» **What is being asked**:
Each line of the data that mentions the string "strftime" needs to be identified and copied.
Start of Data
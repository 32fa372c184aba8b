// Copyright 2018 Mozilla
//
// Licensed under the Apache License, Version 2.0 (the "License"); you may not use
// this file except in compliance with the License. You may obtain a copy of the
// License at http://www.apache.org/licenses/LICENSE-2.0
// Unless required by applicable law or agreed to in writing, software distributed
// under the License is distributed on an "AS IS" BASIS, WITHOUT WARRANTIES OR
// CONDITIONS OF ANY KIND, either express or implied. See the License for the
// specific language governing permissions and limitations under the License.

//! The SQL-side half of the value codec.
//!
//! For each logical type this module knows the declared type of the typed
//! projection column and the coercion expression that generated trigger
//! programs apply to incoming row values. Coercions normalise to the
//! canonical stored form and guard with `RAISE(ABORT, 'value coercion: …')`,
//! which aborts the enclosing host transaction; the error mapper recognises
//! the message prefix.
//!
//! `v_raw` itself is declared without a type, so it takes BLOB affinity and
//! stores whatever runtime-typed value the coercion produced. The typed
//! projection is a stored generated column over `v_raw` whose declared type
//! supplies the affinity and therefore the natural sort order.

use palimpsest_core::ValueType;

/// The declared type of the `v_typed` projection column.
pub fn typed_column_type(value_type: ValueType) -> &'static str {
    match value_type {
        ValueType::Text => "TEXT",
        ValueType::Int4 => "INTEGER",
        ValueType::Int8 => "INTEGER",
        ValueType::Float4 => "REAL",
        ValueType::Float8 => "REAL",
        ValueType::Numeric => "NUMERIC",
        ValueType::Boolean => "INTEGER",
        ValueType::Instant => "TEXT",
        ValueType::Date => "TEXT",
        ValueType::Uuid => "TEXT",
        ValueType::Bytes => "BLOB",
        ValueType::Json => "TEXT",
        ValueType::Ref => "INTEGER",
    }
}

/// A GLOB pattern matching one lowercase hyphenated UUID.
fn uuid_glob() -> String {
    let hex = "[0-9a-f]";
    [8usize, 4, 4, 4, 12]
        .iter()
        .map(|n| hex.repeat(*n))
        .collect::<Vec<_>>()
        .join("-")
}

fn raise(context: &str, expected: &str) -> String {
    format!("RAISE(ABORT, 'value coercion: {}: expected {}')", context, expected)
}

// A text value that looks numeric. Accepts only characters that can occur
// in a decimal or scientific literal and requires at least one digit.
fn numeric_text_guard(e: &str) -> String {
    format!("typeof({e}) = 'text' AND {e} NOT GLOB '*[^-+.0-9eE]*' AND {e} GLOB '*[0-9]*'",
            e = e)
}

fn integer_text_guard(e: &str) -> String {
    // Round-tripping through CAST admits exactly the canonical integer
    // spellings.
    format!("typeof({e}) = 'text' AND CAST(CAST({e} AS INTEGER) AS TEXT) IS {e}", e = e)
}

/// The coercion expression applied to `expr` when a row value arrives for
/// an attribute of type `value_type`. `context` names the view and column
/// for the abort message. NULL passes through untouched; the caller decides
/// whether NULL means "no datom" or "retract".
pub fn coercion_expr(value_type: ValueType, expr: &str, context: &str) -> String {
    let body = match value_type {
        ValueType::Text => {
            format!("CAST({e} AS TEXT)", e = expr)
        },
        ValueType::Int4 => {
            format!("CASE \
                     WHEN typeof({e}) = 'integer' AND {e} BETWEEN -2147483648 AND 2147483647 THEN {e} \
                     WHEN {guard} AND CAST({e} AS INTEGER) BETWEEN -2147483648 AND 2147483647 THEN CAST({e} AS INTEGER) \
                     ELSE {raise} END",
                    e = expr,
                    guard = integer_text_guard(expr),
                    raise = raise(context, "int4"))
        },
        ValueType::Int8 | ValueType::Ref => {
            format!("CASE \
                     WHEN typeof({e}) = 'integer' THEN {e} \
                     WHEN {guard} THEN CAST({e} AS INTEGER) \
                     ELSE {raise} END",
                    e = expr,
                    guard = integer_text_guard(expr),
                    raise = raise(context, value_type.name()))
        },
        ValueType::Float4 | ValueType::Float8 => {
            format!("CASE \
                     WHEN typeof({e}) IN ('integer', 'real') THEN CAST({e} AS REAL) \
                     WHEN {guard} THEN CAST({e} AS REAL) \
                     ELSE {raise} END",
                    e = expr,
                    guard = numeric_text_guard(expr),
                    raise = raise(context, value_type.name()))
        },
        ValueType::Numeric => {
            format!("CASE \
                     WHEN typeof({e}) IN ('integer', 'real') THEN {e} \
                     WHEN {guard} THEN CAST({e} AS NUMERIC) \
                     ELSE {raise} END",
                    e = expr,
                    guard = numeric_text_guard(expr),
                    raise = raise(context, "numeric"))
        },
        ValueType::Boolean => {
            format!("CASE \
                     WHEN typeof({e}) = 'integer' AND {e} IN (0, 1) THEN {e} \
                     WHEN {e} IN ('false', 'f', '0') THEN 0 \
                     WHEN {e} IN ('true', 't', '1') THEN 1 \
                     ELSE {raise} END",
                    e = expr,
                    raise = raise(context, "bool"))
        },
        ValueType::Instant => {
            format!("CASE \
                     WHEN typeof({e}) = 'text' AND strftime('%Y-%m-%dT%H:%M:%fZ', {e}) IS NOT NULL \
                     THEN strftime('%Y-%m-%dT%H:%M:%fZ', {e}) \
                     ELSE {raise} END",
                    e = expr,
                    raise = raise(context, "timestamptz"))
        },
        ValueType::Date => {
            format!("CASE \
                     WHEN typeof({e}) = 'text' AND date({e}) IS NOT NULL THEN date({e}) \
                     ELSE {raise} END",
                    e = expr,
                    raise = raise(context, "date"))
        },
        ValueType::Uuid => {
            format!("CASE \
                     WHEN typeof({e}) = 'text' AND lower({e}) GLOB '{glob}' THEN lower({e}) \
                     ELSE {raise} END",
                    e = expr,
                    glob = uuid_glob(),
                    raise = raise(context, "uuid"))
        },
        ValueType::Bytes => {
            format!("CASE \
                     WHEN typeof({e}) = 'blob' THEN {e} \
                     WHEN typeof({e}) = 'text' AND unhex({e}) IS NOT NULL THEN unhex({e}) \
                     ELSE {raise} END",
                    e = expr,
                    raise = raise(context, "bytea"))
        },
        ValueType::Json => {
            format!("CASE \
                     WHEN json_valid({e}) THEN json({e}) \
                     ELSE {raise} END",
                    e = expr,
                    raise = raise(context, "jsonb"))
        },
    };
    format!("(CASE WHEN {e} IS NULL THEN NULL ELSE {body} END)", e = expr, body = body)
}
End of Data
» **Reply to the task**:
                     WHEN typeof({e}) = 'text' AND strftime('%Y-%m-%dT%H:%M:%fZ', {e}) IS NOT NULL \
                     THEN strftime('%Y-%m-%dT%H:%M:%fZ', {e}) \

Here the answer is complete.